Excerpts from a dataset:
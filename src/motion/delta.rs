//! # Delta Mapper
//!
//! Converts single controller events into displacement vectors.
//!
//! Three step granularities let the operator choose coarse or fine
//! positioning without switching modes:
//!
//! - **Large**: D-Pad and shoulder buttons, `large_step` per move
//! - **Medium**: left stick, `value * step`
//! - **Small**: right stick, one tenth of medium
//!
//! The analog triggers drive Z. Their native `-1.0..=1.0` range (rest at
//! `-1.0`) is rescaled to `0.0..=1.0` before scaling.
//!
//! ## Usage
//!
//! ```
//! use jog_bridge::motion::delta::{axis_to_delta, button_to_delta};
//! use jog_bridge::motion::Displacement;
//!
//! assert_eq!(button_to_delta(13, 10.0), Displacement::new(10.0, 0.0, 0.0));
//! assert_eq!(axis_to_delta(1, 0.5, 1.0), Displacement::new(0.0, 0.5, 0.0));
//! ```

use super::Displacement;
use crate::controller::layout::{axes, buttons};

/// Default large step in millimetres.
pub const DEFAULT_LARGE_STEP: f64 = 10.0;

/// Default stick step multiplier.
pub const DEFAULT_STICK_STEP: f64 = 1.0;

/// Right stick scale relative to the left stick.
pub const FINE_STICK_SCALE: f64 = 0.1;

/// Maps a button to a large-step displacement along one axis.
///
/// Buttons without a jog direction yield [`Displacement::ZERO`].
#[must_use]
pub fn button_to_delta(button: u16, large_step: f64) -> Displacement {
    match button {
        buttons::DPAD_RIGHT => Displacement::new(-large_step, 0.0, 0.0),
        buttons::DPAD_LEFT => Displacement::new(large_step, 0.0, 0.0),
        buttons::DPAD_UP => Displacement::new(0.0, -large_step, 0.0),
        buttons::DPAD_DOWN => Displacement::new(0.0, large_step, 0.0),
        buttons::R1 => Displacement::new(0.0, 0.0, -large_step),
        buttons::L1 => Displacement::new(0.0, 0.0, large_step),
        _ => Displacement::ZERO,
    }
}

/// Maps an analog axis value to a displacement scaled by `step`.
///
/// X is sign-inverted on both sticks. Unknown axes yield
/// [`Displacement::ZERO`].
#[must_use]
pub fn axis_to_delta(axis: u16, value: f64, step: f64) -> Displacement {
    let delta = match axis {
        axes::LEFT_X => Displacement::new(-value, 0.0, 0.0),
        axes::LEFT_Y => Displacement::new(0.0, value, 0.0),
        axes::RIGHT_X => Displacement::new(-value * FINE_STICK_SCALE, 0.0, 0.0),
        axes::RIGHT_Y => Displacement::new(0.0, value * FINE_STICK_SCALE, 0.0),
        axes::L2 => Displacement::new(0.0, 0.0, trigger_travel(value)),
        axes::R2 => Displacement::new(0.0, 0.0, -trigger_travel(value)),
        _ => Displacement::ZERO,
    };
    delta.scaled(step)
}

/// Rescales a trigger from `-1.0..=1.0` to `0.0..=1.0`.
#[inline]
fn trigger_travel(value: f64) -> f64 {
    (value + 1.0) / 2.0
}

#[cfg(test)]
mod tests {
    use super::*;

    fn approx(a: Displacement, b: Displacement) {
        assert!(
            (a.dx - b.dx).abs() < 1e-9 && (a.dy - b.dy).abs() < 1e-9 && (a.dz - b.dz).abs() < 1e-9,
            "expected {:?}, got {:?}",
            b,
            a
        );
    }

    // ==================== button_to_delta ====================

    #[test]
    fn test_button_directions() {
        assert_eq!(button_to_delta(13, 10.0), Displacement::new(10.0, 0.0, 0.0));
        assert_eq!(button_to_delta(14, 10.0), Displacement::new(-10.0, 0.0, 0.0));
        assert_eq!(button_to_delta(12, 10.0), Displacement::new(0.0, 10.0, 0.0));
        assert_eq!(button_to_delta(11, 10.0), Displacement::new(0.0, -10.0, 0.0));
        assert_eq!(button_to_delta(9, 10.0), Displacement::new(0.0, 0.0, 10.0));
        assert_eq!(button_to_delta(10, 10.0), Displacement::new(0.0, 0.0, -10.0));
    }

    #[test]
    fn test_button_step_scales_magnitude() {
        assert_eq!(button_to_delta(buttons::DPAD_LEFT, 2.5), Displacement::new(2.5, 0.0, 0.0));
        assert_eq!(button_to_delta(buttons::L1, 0.1), Displacement::new(0.0, 0.0, 0.1));
    }

    #[test]
    fn test_unmapped_buttons_are_zero() {
        for button in [0, 1, 2, 3, 4, 5, 6, 7, 8, 15, 16, 200] {
            assert!(
                button_to_delta(button, DEFAULT_LARGE_STEP).is_zero(),
                "button {} should not move",
                button
            );
        }
    }

    #[test]
    fn test_button_mapping_is_deterministic() {
        for button in 0..20 {
            assert_eq!(button_to_delta(button, 10.0), button_to_delta(button, 10.0));
        }
    }

    #[test]
    fn test_each_directional_button_moves_exactly_one_axis() {
        for button in 9..=14 {
            let d = button_to_delta(button, 10.0);
            let moving = [d.dx, d.dy, d.dz].iter().filter(|v| **v != 0.0).count();
            assert_eq!(moving, 1, "button {} should move a single axis", button);
        }
    }

    // ==================== axis_to_delta ====================

    #[test]
    fn test_left_stick_medium_steps() {
        approx(axis_to_delta(0, 0.5, 1.0), Displacement::new(-0.5, 0.0, 0.0));
        approx(axis_to_delta(1, 0.5, 1.0), Displacement::new(0.0, 0.5, 0.0));
        approx(axis_to_delta(0, -1.0, 1.0), Displacement::new(1.0, 0.0, 0.0));
    }

    #[test]
    fn test_right_stick_is_one_tenth() {
        approx(axis_to_delta(2, 0.8, 1.0), Displacement::new(-0.08, 0.0, 0.0));
        approx(axis_to_delta(3, -0.6, 1.0), Displacement::new(0.0, -0.06, 0.0));
    }

    #[test]
    fn test_triggers_rescale_to_unit_range() {
        approx(axis_to_delta(4, -1.0, 1.0), Displacement::ZERO);
        approx(axis_to_delta(5, -1.0, 1.0), Displacement::ZERO);
        approx(axis_to_delta(4, 1.0, 3.0), Displacement::new(0.0, 0.0, 3.0));
        approx(axis_to_delta(5, 1.0, 3.0), Displacement::new(0.0, 0.0, -3.0));
        approx(axis_to_delta(4, 0.0, 1.0), Displacement::new(0.0, 0.0, 0.5));
    }

    #[test]
    fn test_step_multiplies_every_axis() {
        approx(axis_to_delta(0, 0.75, 4.0), Displacement::new(-3.0, 0.0, 0.0));
        approx(axis_to_delta(3, 1.0, 10.0), Displacement::new(0.0, 1.0, 0.0));
    }

    #[test]
    fn test_unknown_axes_are_zero() {
        for axis in [6, 7, 42] {
            assert!(axis_to_delta(axis, 1.0, 1.0).is_zero());
        }
    }
}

[What to work on] Set down exactly the lines of the data above, beginning with the line that has "Displacement::new(0.0, 10.0, 0.0));" and ending with the line that has "Displacement::new(2.5, 0.0, 0.0));", and no others.

[Task output]
        assert_eq!(button_to_delta(12, 10.0), Displacement::new(0.0, 10.0, 0.0));
        assert_eq!(button_to_delta(11, 10.0), Displacement::new(0.0, -10.0, 0.0));
        assert_eq!(button_to_delta(9, 10.0), Displacement::new(0.0, 0.0, 10.0));
        assert_eq!(button_to_delta(10, 10.0), Displacement::new(0.0, 0.0, -10.0));
    }

    #[test]
    fn test_button_step_scales_magnitude() {
        assert_eq!(button_to_delta(buttons::DPAD_LEFT, 2.5), Displacement::new(2.5, 0.0, 0.0));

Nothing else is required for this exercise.